▶ **Task statement**: If a line below contains the string "construction", copy it out.

Stored items from a collection:
==========

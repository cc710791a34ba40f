//! Error types for storage operations.
//!
//! Three layers:
//! - [`BackendError`] is what a backend handle reports for a single call.
//! - [`ConfigurationError`] is raised at construction, before any backend call.
//! - [`StorageError`] is what the storage clients surface for writes, reads and
//!   credential-bearing requests. It always keeps the backend error as its source.

use thiserror::Error;

use super::types::StorageType;

/// Failure reported by a backend handle.
#[derive(Debug, Error)]
pub enum BackendError {
    /// The object (or bucket) does not exist.
    #[error("Object not found: {key}")]
    NotFound { key: String },

    /// Credentials were rejected or lack permission.
    #[error("Permission denied: {message}")]
    PermissionDenied { message: String },

    /// The backend cannot perform this operation.
    #[error("Operation not supported by this backend: {operation}")]
    Unsupported { operation: &'static str },

    /// A request argument was rejected before reaching the backend.
    #[error("Invalid argument: {0}")]
    InvalidArgument(String),

    /// Local I/O failure (reading an upload source, a local bucket directory).
    #[error("I/O error: {0}")]
    Io(#[from] std::io::Error),

    /// Error raised by an OpenDAL operator.
    #[error(transparent)]
    OpenDal(opendal::Error),

    /// Error raised by the AWS SDK resource client.
    #[error("S3 {operation} failed: {message}")]
    S3 {
        operation: &'static str,
        message: String,
    },

    /// Error raised by the GCS JSON API client.
    #[error("GCS {operation} failed: {message}")]
    Gcs {
        operation: &'static str,
        message: String,
    },
}

impl BackendError {
    /// Whether this error means the target definitely does not exist.
    pub fn is_not_found(&self) -> bool {
        match self {
            BackendError::NotFound { .. } => true,
            BackendError::OpenDal(err) => err.kind() == opendal::ErrorKind::NotFound,
            BackendError::Io(err) => err.kind() == std::io::ErrorKind::NotFound,
            _ => false,
        }
    }

    /// Build an AWS SDK error with its full context chain flattened.
    pub(crate) fn s3<E>(operation: &'static str, err: E) -> Self
    where
        E: std::error::Error,
    {
        BackendError::S3 {
            operation,
            message: aws_sdk_s3::error::DisplayErrorContext(err).to_string(),
        }
    }

    /// Build a GCS JSON API error, keeping any context chain.
    pub(crate) fn gcs(operation: &'static str, err: impl std::fmt::Display) -> Self {
        BackendError::Gcs {
            operation,
            message: format!("{err:#}"),
        }
    }
}

impl From<opendal::Error> for BackendError {
    fn from(err: opendal::Error) -> Self {
        match err.kind() {
            opendal::ErrorKind::PermissionDenied => BackendError::PermissionDenied {
                message: err.to_string(),
            },
            _ => BackendError::OpenDal(err),
        }
    }
}

/// Invalid construction input. Raised before any backend call is attempted.
#[derive(Debug, Error)]
pub enum ConfigurationError {
    #[error("No bucket name configured for {provider} (set it explicitly or via {env_var})")]
    MissingBucket {
        provider: StorageType,
        env_var: &'static str,
    },

    #[error("Missing credentials for {provider}")]
    MissingCredentials { provider: StorageType },

    #[error("Credentials do not match storage provider {provider}")]
    CredentialsMismatch { provider: StorageType },

    #[error("Invalid credentials: {0}")]
    InvalidCredentials(String),

    #[error("Invalid storage parameters: {0}")]
    InvalidParams(String),

    #[error("Failed to build storage backend: {0}")]
    Backend(#[from] opendal::Error),
}

/// Typed failure for mutating and security-sensitive storage operations.
#[derive(Debug, Error)]
pub enum StorageError {
    #[error("Failed to upload {key}: {source}")]
    Upload {
        key: String,
        #[source]
        source: BackendError,
    },

    #[error("Failed to download {key}: {source}")]
    Download {
        key: String,
        #[source]
        source: BackendError,
    },

    /// The message deliberately omits backend detail; the cause is logged
    /// and kept as the error source.
    #[error("Failed to get signed link, please try again")]
    SignedUrl {
        key: String,
        #[source]
        source: BackendError,
    },

    #[error("Failed to read metadata of {key}: {source}")]
    Metadata {
        key: String,
        #[source]
        source: BackendError,
    },

    #[error("Failed to list objects under '{prefix}': {source}")]
    Listing {
        prefix: String,
        #[source]
        source: BackendError,
    },

    #[error("Bucket operation {operation} on {bucket} failed: {source}")]
    Bucket {
        bucket: String,
        operation: &'static str,
        #[source]
        source: BackendError,
    },

    #[error(transparent)]
    Configuration(#[from] ConfigurationError),
}

impl StorageError {
    /// The backend failure behind this error, if any.
    pub fn backend_error(&self) -> Option<&BackendError> {
        match self {
            StorageError::Upload { source, .. }
            | StorageError::Download { source, .. }
            | StorageError::SignedUrl { source, .. }
            | StorageError::Metadata { source, .. }
            | StorageError::Listing { source, .. }
            | StorageError::Bucket { source, .. } => Some(source),
            StorageError::Configuration(_) => None,
        }
    }

    /// Whether the failure was caused by a missing object or bucket.
    pub fn is_not_found(&self) -> bool {
        self.backend_error().is_some_and(BackendError::is_not_found)
    }
}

==========

▶ **Solution to this exercise**:
//! - [`ConfigurationError`] is raised at construction, before any backend call.
/// Invalid construction input. Raised before any backend call is attempted.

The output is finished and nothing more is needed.